**YOUR TASK:**
Your answer should consist of every line in the records that holds "contains".

**SUPPLIED DATA:**
//! Domain error model.

use thiserror::Error;

/// Result type used across the catalog-sync crates.
pub type DomainResult<T> = Result<T, DomainError>;

/// Domain-level error.
///
/// Derivations themselves are best-effort and never fail; errors come from
/// collaborator lookups (store) and from parsing configuration or stored values.
#[derive(Debug, Error, Clone, PartialEq, Eq)]
pub enum DomainError {
    /// A value failed validation (e.g. malformed price or mode string).
    #[error("validation failed: {0}")]
    Validation(String),

    /// An identifier was invalid (e.g. parse failure).
    #[error("invalid identifier: {0}")]
    InvalidId(String),

    /// A requested record was not found in the store.
    #[error("not found: {0}")]
    NotFound(String),
}

impl DomainError {
    pub fn validation(msg: impl Into<String>) -> Self {
        Self::Validation(msg.into())
    }

    pub fn invalid_id(msg: impl Into<String>) -> Self {
        Self::InvalidId(msg.into())
    }

    pub fn not_found(msg: impl Into<String>) -> Self {
        Self::NotFound(msg.into())
    }
}
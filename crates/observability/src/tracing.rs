//! Tracing/logging initialization.

use tracing_subscriber::EnvFilter;

/// Default filter when `RUST_LOG` is unset: catalog derivations at `debug`, the rest at `info`.
pub const DEFAULT_FILTER: &str = "info,catalogsync_products=debug,catalogsync_tax=debug";

/// Filter from `RUST_LOG`, or [`DEFAULT_FILTER`] when unset or unparseable.
pub fn filter() -> EnvFilter {
    EnvFilter::try_from_default_env().unwrap_or_else(|_| EnvFilter::new(DEFAULT_FILTER))
}

/// Initialize tracing/logging for the process.
///
/// Safe to call multiple times (subsequent calls are no-ops).
pub fn init() {
    // JSON logs + timestamps, configurable via RUST_LOG.
    let _ = tracing_subscriber::fmt()
        .with_env_filter(filter())
        .json()
        .with_timer(tracing_subscriber::fmt::time::SystemTime)
        .with_target(false)
        .try_init();

    ::tracing::debug!(default_filter = DEFAULT_FILTER, "tracing initialized");
}

#[cfg(test)]
mod tests {
    use super::*;

    #[test]
    fn default_filter_parses() {
        let filter = EnvFilter::try_new(DEFAULT_FILTER).expect("default directives are valid");
        let rendered = filter.to_string();
        assert!(rendered.contains("catalogsync_products=debug"));
        assert!(rendered.contains("catalogsync_tax=debug"));
    }

    #[test]
    fn init_is_idempotent() {
        super::init();
        super::init();
    }
}
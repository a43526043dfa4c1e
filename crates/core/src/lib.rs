//! `catalogsync-core` — shared building blocks for catalog sync.
//!
//! This crate contains **pure domain** primitives (no store or tax concerns).

pub mod entity;
pub mod error;
pub mod id;
pub mod money;
pub mod value_object;

pub use entity::Entity;
pub use error::{DomainError, DomainResult};
pub use id::ProductId;
pub use money::MinorUnits;
pub use value_object::ValueObject;
//! Strongly-typed identifiers used across the domain.

use core::str::FromStr;
use serde::{Deserialize, Serialize};
use uuid::Uuid;

use crate::error::DomainError;

/// Identifier of a store product or product variation.
///
/// Opaque to catalog sync: it is only ever used to look records up.
#[derive(Debug, Copy, Clone, PartialEq, Eq, Hash, PartialOrd, Ord, Serialize, Deserialize)]
#[serde(transparent)]
pub struct ProductId(Uuid);

macro_rules! impl_uuid_newtype {
    ($t:ty, $name:literal) => {
        impl $t {
            /// Create a new identifier.
            ///
            /// Uses UUIDv7 (time-ordered). Prefer passing IDs explicitly in tests
            /// for determinism.
            pub fn new() -> Self {
                Self(Uuid::now_v7())
            }

            pub fn from_uuid(uuid: Uuid) -> Self {
                Self(uuid)
            }

            pub fn as_uuid(&self) -> &Uuid {
                &self.0
            }
        }

        impl Default for $t {
            fn default() -> Self {
                Self::new()
            }
        }

        impl core::fmt::Display for $t {
            fn fmt(&self, f: &mut core::fmt::Formatter<'_>) -> core::fmt::Result {
                core::fmt::Display::fmt(&self.0, f)
            }
        }

        impl From<Uuid> for $t {
            fn from(value: Uuid) -> Self {
                Self(value)
            }
        }

        impl From<$t> for Uuid {
            fn from(value: $t) -> Self {
                value.0
            }
        }

        impl FromStr for $t {
            type Err = DomainError;

            fn from_str(s: &str) -> Result<Self, Self::Err> {
                let uuid = Uuid::from_str(s)
                    .map_err(|e| DomainError::invalid_id(format!("{}: {}", $name, e)))?;
                Ok(Self(uuid))
            }
        }
    };
}

impl_uuid_newtype!(ProductId, "ProductId");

**TASK RESULT:**
        assert!(rendered.contains("catalogsync_products=debug"));
        assert!(rendered.contains("catalogsync_tax=debug"));
//! This crate contains **pure domain** primitives (no store or tax concerns).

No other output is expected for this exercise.